April 5, 2013, 12:58 pm

I've had this for a month now and am quite happy with it. Reasonably quick, and I don't get the WiFi issues mentioned here.
As an ageing gent ;-) with slowly failing eyes, I actually bought it for the big Low Res (by todays standards) screen as I can see the larger text in emergencies without my glasses!
It's a perfectly sevicable phone and looks more expensive than it is.

Kerrie T

April 14, 2013, 3:16 am

Would not recommend buying this phone. As soon as it came out of the box the screen had a bubble effect when touched. Kogan do not sell a case for the phone, which you need as the phone is very flimsy. The phone lasted about 2 and half weeks from purchase. The screen totally stopped working. Sent back on warranty and was told I have to pay them $38 postage to get the phone back and said the fault was user damage. The phone was unfixable. They said they were being very generous about waiving the technician fees.

John Ogilvie

June 12, 2013, 6:44 am

I'm very happy with my Kogan Agora smartphone and the Kogan network that I've chosen to go with. I'm going to get one for my wife now as well. It's actually better than I thought it would be. I like the screen because it's not highly polished like some are these days and are too subject to reflection. It's quick enough and I'm used to using an iPad on our home Wifi so this compares OK. I bought the 5 year warranty so I'm comfortable. The dedicated case is good enough but the binding around the edge started to come off after a week.

kalyani netalam

October 14, 2013, 6:23 am

please don't decide to buy agoramobile
its battery is too worst
I'm not happy with this mobile


December 20, 2013, 2:55 am

I bought a Kogan Agora mobile phone earlier this year,
and it worked a treat for a week then wouldn’t allow me to receive or make calls.
With my employment being in the health sector, communication is vital.
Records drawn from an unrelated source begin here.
//! Watch mode execution
//!
//! Polls one view without a terminal UI and prints each refresh to stdout.

use super::SessionData;
use crate::{print_cmd_info, print_cmd_success};
use crate::events::Event;
use crate::models::CampaignData;
use crate::polling::{
    CampaignDashboardSource, CampaignListSource, PollHandle, PollState, PollingController,
};
use crate::view::{CampaignCard, CampaignMetrics, header_title};
use std::error::Error;
use tokio::sync::{broadcast, mpsc};

/// Which view watch mode polls.
#[derive(Debug, Clone, PartialEq, Eq)]
pub enum WatchTarget {
    /// One campaign; `None` picks the first campaign in the analytics list.
    Campaign(Option<String>),
    AllCampaigns,
}

/// Runs the application in watch mode
///
/// This function handles:
/// 1. Ctrl+C handling for graceful shutdown
/// 2. Spawning the poller for the requested view
/// 3. Printing refreshes and activity until shutdown
pub async fn run_watch_mode(
    session: SessionData,
    target: WatchTarget,
) -> Result<(), Box<dyn Error>> {
    print_cmd_info!(
        "Watching campaigns",
        "polling {} every {}s, Ctrl+C to stop",
        session.api_base_url,
        session.poll_interval().as_secs()
    );

    // Trigger shutdown on Ctrl+C
    let shutdown_sender_clone = session.shutdown_sender.clone();
    tokio::spawn(async move {
        if tokio::signal::ctrl_c().await.is_ok() {
            print_cmd_info!("Shutting down");
            let _ = shutdown_sender_clone.send(());
        }
    });

    let shutdown_receiver = session.shutdown_sender.subscribe();
    let interval = session.poll_interval();
    let events = Some(session.event_sender.clone());

    match target {
        WatchTarget::Campaign(campaign_id) => {
            let source = CampaignDashboardSource::new(session.gateway.clone(), campaign_id);
            let handle = PollingController::spawn(source, interval, events);
            watch_view(
                handle,
                session.event_receiver,
                shutdown_receiver,
                summarize_campaign,
            )
            .await;
        }
        WatchTarget::AllCampaigns => {
            let source = CampaignListSource::new(session.gateway.clone());
            let handle = PollingController::spawn(source, interval, events);
            watch_view(
                handle,
                session.event_receiver,
                shutdown_receiver,
                summarize_campaign_list,
            )
            .await;
        }
    }

    print_cmd_success!("Watch stopped");
    Ok(())
}

async fn watch_view<T>(
    handle: PollHandle<T>,
    mut events: mpsc::Receiver<Event>,
    mut shutdown: broadcast::Receiver<()>,
    describe: fn(&T) -> String,
) {
    let mut snapshots = handle.subscribe();
    loop {
        tokio::select! {
            Some(event) = events.recv() => {
                if event.should_display() {
                    println!("{}", event);
                }
            }
            changed = snapshots.changed() => {
                if changed.is_err() {
                    break;
                }
                let snapshot = snapshots.borrow_and_update().clone();
                if snapshot.state == PollState::Loaded {
                    if let Some(data) = snapshot.data {
                        println!("{}", describe(&data));
                    }
                }
            }
            _ = shutdown.recv() => break,
        }
    }
    handle.shutdown().await;
}

fn summarize_campaign(data: &CampaignData) -> String {
    let metrics = CampaignMetrics::from_analytics(&data.analytics);
    let mut lines = vec![format!(
        "{} [{}]",
        header_title(Some(data)),
        data.status()
    )];
    lines.extend(
        metrics
            .counts
            .iter()
            .chain(metrics.rates.iter())
            .map(|slot| format!("  {:<24} {}", slot.label, slot.value)),
    );
    lines.join("\n")
}

fn summarize_campaign_list(campaigns: &Vec<CampaignData>) -> String {
    if campaigns.is_empty() {
        return "No campaigns found".to_string();
    }
    campaigns
        .iter()
        .map(|data| {
            let card = CampaignCard::from_data(data);
            let stats = card
                .quick_stats
                .iter()
                .map(|slot| format!("{} {}", slot.label, slot.value))
                .collect::<Vec<_>>()
                .join(", ");
            format!(
                "{} [{}] {} {}: {}",
                card.name, card.status, card.kind_label, card.short_id, stats
            )
        })
        .collect::<Vec<_>>()
        .join("\n")
}

#[cfg(test)]
mod tests {
    use super::*;
    use crate::models::{CampaignAnalytics, CampaignDetails};

    fn campaign(name: &str) -> CampaignData {
        CampaignData {
            analytics: CampaignAnalytics {
                campaign_id: "0123456789abcdef".into(),
                campaign_name: name.into(),
                campaign_status: 1,
                emails_sent_count: 1200,
                open_count: 300,
                ..CampaignAnalytics::default()
            },
            details: CampaignDetails::default(),
        }
    }

    #[test]
    fn campaign_summary_lists_every_metric() {
        let summary = summarize_campaign(&campaign("Q3 Outreach"));
        assert!(summary.starts_with("Q3 Outreach"));
        assert!(summary.contains("1,200"));
        assert_eq!(summary.lines().count(), 1 + 12 + 4);
    }

    #[test]
    fn empty_campaign_list() {
        assert_eq!(summarize_campaign_list(&Vec::new()), "No campaigns found");
    }

    #[test]
    fn campaign_list_has_one_line_per_campaign() {
        let summary = summarize_campaign_list(&vec![campaign("A"), campaign("B")]);
        assert_eq!(summary.lines().count(), 2);
        assert!(summary.contains("01234567..."));
    }
}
I sent the phone back to Kogan, to the credit of Kogan, they
e-mailed me and told me what had to be done in order for a refund, instead I
thought I’d get another one, only to find after a few months it did the same
thing, again with communication being a vital part of my employment, my
decision was to purchase a proven product, which is exactly what I did, it did
cost a great deal more, however, I haven’t had a communication problem since.

The old adage “YOU GET
WHAT YOU PAY FOR” rings true where this product is concerned.

If your personal / professional life relies on reliable
communication, my advise is “DON’T TOUCH
THIS COMMUNICATIONS PRODUCT WITH A BARGE POLE” somewhere along the line you will unfortunately regret it.

So, what happened to my second Agora, I can tell you that I
never sent it back, I placed in the drive way and drove the 4x4 Landcruiser over it … “OH WHAT A FEELING”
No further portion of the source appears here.